» Problem description:
The answer must be every line below that contains the string "impl".

◇ ◇ ◇ ◇ ◇

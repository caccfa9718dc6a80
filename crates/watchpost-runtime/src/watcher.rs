//! Incremental watcher: relays reactions and replies that appeared on
//! tracked messages since they were last relayed.

use std::time::Duration;

use chrono::{DateTime, Utc};
use tracing::{debug, info, warn};
use watchpost_ledger::{WatchEntry, WatchLedger};
use watchpost_relay::{NotificationPayload, NotificationRelay, ThreadRef};
use watchpost_source::{MessageSource, SourceResult};

use crate::notifications::{render_reaction_follow_up, render_reply_follow_up};
use crate::scan::DEFAULT_PAGE_SIZE;

pub const DEFAULT_ENTRY_DELAY_MS: u64 = 1_000;

#[derive(Debug, Clone, PartialEq, Eq)]
pub struct WatchConfig {
    pub reply_page_size: usize,
    /// Pause after each entry's check except the last, so a pass over `n`
    /// entries sleeps `n - 1` times and the run is not held up at the end.
    pub entry_delay: Duration,
    pub dry_run: bool,
}

impl Default for WatchConfig {
    fn default() -> Self {
        Self {
            reply_page_size: DEFAULT_PAGE_SIZE,
            entry_delay: Duration::from_millis(DEFAULT_ENTRY_DELAY_MS),
            dry_run: false,
        }
    }
}

#[derive(Debug, Clone, Default, PartialEq, Eq)]
pub struct WatchReport {
    pub entries_checked: usize,
    pub reactions_relayed: usize,
    pub replies_relayed: usize,
    /// Deltas recorded as notified because the entry has no thread to post into.
    pub recorded_without_thread: usize,
    pub relay_failures: usize,
    pub errors: Vec<String>,
}

enum Delivery {
    Relayed,
    RecordedWithoutThread,
    Failed,
}

async fn deliver(
    relay: &dyn NotificationRelay,
    thread: Option<&ThreadRef>,
    payload: NotificationPayload,
    config: &WatchConfig,
    report: &mut WatchReport,
) -> Delivery {
    let Some(thread) = thread else {
        report.recorded_without_thread += 1;
        return Delivery::RecordedWithoutThread;
    };
    if config.dry_run {
        info!(thread = %thread, text = %payload.text, "dry run: follow-up not relayed");
        return Delivery::Relayed;
    }
    match relay.post_follow_up(thread, &payload).await {
        Ok(()) => Delivery::Relayed,
        Err(error) => {
            warn!(thread = %thread, %error, "follow-up relay failed, will retry next run");
            report.relay_failures += 1;
            report.errors.push(format!("follow-up in thread {thread}: {error}"));
            Delivery::Failed
        }
    }
}

async fn check_reactions(
    source: &dyn MessageSource,
    relay: &dyn NotificationRelay,
    entry: &mut WatchEntry,
    thread: Option<&ThreadRef>,
    config: &WatchConfig,
    report: &mut WatchReport,
) -> SourceResult<()> {
    let message = source
        .fetch_message(&entry.channel_id, &entry.message_id)
        .await?;
    for reaction in &message.reactions {
        let emoji_key = reaction.emoji.key();
        let users = source
            .fetch_reaction_users(&entry.channel_id, &entry.message_id, &reaction.emoji)
            .await?;
        for user in users {
            if entry.has_notified_reaction(&user.id, &emoji_key) {
                continue;
            }
            let payload = render_reaction_follow_up(entry, &user, &reaction.emoji);
            match deliver(relay, thread, payload, config, report).await {
                Delivery::Relayed => {
                    report.reactions_relayed += 1;
                    entry.record_reaction(&user.id, &emoji_key);
                }
                Delivery::RecordedWithoutThread => {
                    entry.record_reaction(&user.id, &emoji_key);
                }
                Delivery::Failed => {}
            }
        }
    }
    Ok(())
}

async fn check_replies(
    source: &dyn MessageSource,
    relay: &dyn NotificationRelay,
    entry: &mut WatchEntry,
    thread: Option<&ThreadRef>,
    config: &WatchConfig,
    report: &mut WatchReport,
) -> SourceResult<()> {
    let recent = source
        .fetch_messages(&entry.channel_id, config.reply_page_size)
        .await?;
    // Pages arrive newest first; relay replies in the order they were sent.
    for reply in recent.iter().rev() {
        if !reply.is_reply_to(&entry.message_id) || entry.has_notified_reply(&reply.id) {
            continue;
        }
        let payload = render_reply_follow_up(entry, reply);
        match deliver(relay, thread, payload, config, report).await {
            Delivery::Relayed => {
                report.replies_relayed += 1;
                entry.record_reply(&reply.id);
            }
            Delivery::RecordedWithoutThread => {
                entry.record_reply(&reply.id);
            }
            Delivery::Failed => {}
        }
    }
    Ok(())
}

/// Checks every ledger entry in order, relaying new reactions and replies
/// as threaded follow-ups. A delta is recorded only once its relay
/// succeeded; entries without a thread record deltas silently.
pub async fn watch_entries(
    source: &dyn MessageSource,
    relay: &dyn NotificationRelay,
    ledger: &mut WatchLedger,
    config: &WatchConfig,
    now: DateTime<Utc>,
) -> WatchReport {
    let mut report = WatchReport::default();
    let total = ledger.len();
    info!(entries = total, "checking tracked messages for reactions and replies");

    for (index, entry) in ledger.entries_mut().iter_mut().enumerate() {
        if index > 0 && !config.entry_delay.is_zero() {
            tokio::time::sleep(config.entry_delay).await;
        }
        report.entries_checked += 1;
        let thread = entry.notification_thread_ref.clone().map(ThreadRef::new);

        if let Err(error) =
            check_reactions(source, relay, entry, thread.as_ref(), config, &mut report).await
        {
            warn!(message_id = %entry.message_id, %error, "reaction check failed");
            report.errors.push(format!(
                "reactions for message {} in channel {}: {error}",
                entry.message_id, entry.channel_id
            ));
        }
        if let Err(error) =
            check_replies(source, relay, entry, thread.as_ref(), config, &mut report).await
        {
            warn!(message_id = %entry.message_id, %error, "reply check failed");
            report.errors.push(format!(
                "replies for message {} in channel {}: {error}",
                entry.message_id, entry.channel_id
            ));
        }
        entry.last_checked_at = now;
        debug!(
            message_id = %entry.message_id,
            reactions = entry.notified_reactions.len(),
            replies = entry.notified_replies.len(),
            "tracked message checked"
        );
    }
    report
}
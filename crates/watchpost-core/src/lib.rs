//! Foundational low-level utilities shared across watchpost crates.
//!
//! Provides the atomic file-write helper used by the watch ledger, time
//! conversions used by snowflake decoding and retention math, and text
//! truncation used when rendering notifications and error bodies.

pub mod atomic_io;
pub mod text;
pub mod time_utils;

pub use atomic_io::write_text_atomic;
pub use text::truncate_chars;
pub use time_utils::{
    current_unix_timestamp_ms, datetime_from_unix_ms, hours_before, hours_duration,
};
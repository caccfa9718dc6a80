/// Truncates `value` to at most `max_chars` characters, appending `...` when cut.
pub fn truncate_chars(value: &str, max_chars: usize) -> String {
    if value.chars().count() <= max_chars {
        return value.to_string();
    }
    let mut truncated = value.chars().take(max_chars).collect::<String>();
    truncated.push_str("...");
    truncated
}
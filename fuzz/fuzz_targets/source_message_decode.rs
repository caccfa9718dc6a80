#![no_main]

use libfuzzer_sys::fuzz_target;
use watchpost_source::{decode_snowflake_unix_ms, SourceMessage};

fuzz_target!(|data: &[u8]| {
    let Ok(messages) = serde_json::from_slice::<Vec<SourceMessage>>(data) else {
        return;
    };
    for message in &messages {
        if let Some(ms) = decode_snowflake_unix_ms(&message.id) {
            assert!(ms >= watchpost_source::snowflake::DISCORD_EPOCH_MS);
        }
        for reaction in &message.reactions {
            let _ = reaction.emoji.key();
        }
        let _ = message.is_reply_to(&message.id);
    }
});
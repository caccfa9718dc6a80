use chrono::{DateTime, Utc};
use serde::{Deserialize, Serialize};

/// A `(user, emoji)` reaction that has already been relayed.
#[derive(Debug, Clone, PartialEq, Eq, Hash, Serialize, Deserialize)]
pub struct NotifiedReaction {
    pub user_id: String,
    pub emoji: String,
}

/// One relayed message under observation.
///
/// Identifiers and the thread reference are fixed at creation. The notified
/// sets only ever grow; an entry leaves the ledger through age-based pruning.
#[derive(Debug, Clone, PartialEq, Eq, Serialize, Deserialize)]
pub struct WatchEntry {
    pub message_id: String,
    pub channel_id: String,
    pub server_id: String,
    #[serde(default)]
    pub notification_thread_ref: Option<String>,
    pub detected_at: DateTime<Utc>,
    pub last_checked_at: DateTime<Utc>,
    #[serde(default)]
    pub notified_reactions: Vec<NotifiedReaction>,
    #[serde(default)]
    pub notified_replies: Vec<String>,
    #[serde(default, skip_serializing_if = "Option::is_none")]
    pub server_name: Option<String>,
    #[serde(default, skip_serializing_if = "Option::is_none")]
    pub channel_name: Option<String>,
    #[serde(default, skip_serializing_if = "Option::is_none")]
    pub author_name: Option<String>,
    #[serde(default, skip_serializing_if = "Option::is_none")]
    pub message_url: Option<String>,
}

impl WatchEntry {
    pub fn new(
        message_id: impl Into<String>,
        channel_id: impl Into<String>,
        server_id: impl Into<String>,
        notification_thread_ref: Option<String>,
        detected_at: DateTime<Utc>,
    ) -> Self {
        Self {
            message_id: message_id.into(),
            channel_id: channel_id.into(),
            server_id: server_id.into(),
            notification_thread_ref,
            detected_at,
            last_checked_at: detected_at,
            notified_reactions: Vec::new(),
            notified_replies: Vec::new(),
            server_name: None,
            channel_name: None,
            author_name: None,
            message_url: None,
        }
    }

    pub fn has_notified_reaction(&self, user_id: &str, emoji: &str) -> bool {
        self.notified_reactions
            .iter()
            .any(|reaction| reaction.user_id == user_id && reaction.emoji == emoji)
    }

    /// Records a relayed reaction; returns `false` when it was already known.
    pub fn record_reaction(&mut self, user_id: &str, emoji: &str) -> bool {
        if self.has_notified_reaction(user_id, emoji) {
            return false;
        }
        self.notified_reactions.push(NotifiedReaction {
            user_id: user_id.to_string(),
            emoji: emoji.to_string(),
        });
        true
    }

    pub fn has_notified_reply(&self, reply_id: &str) -> bool {
        self.notified_replies.iter().any(|known| known == reply_id)
    }

    pub fn record_reply(&mut self, reply_id: &str) -> bool {
        if self.has_notified_reply(reply_id) {
            return false;
        }
        self.notified_replies.push(reply_id.to_string());
        true
    }
}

◇ ◇ ◇ ◇ ◇

» Expected answer:
impl Default for WatchConfig {
impl WatchEntry {
        message_id: impl Into<String>,
        channel_id: impl Into<String>,
        server_id: impl Into<String>,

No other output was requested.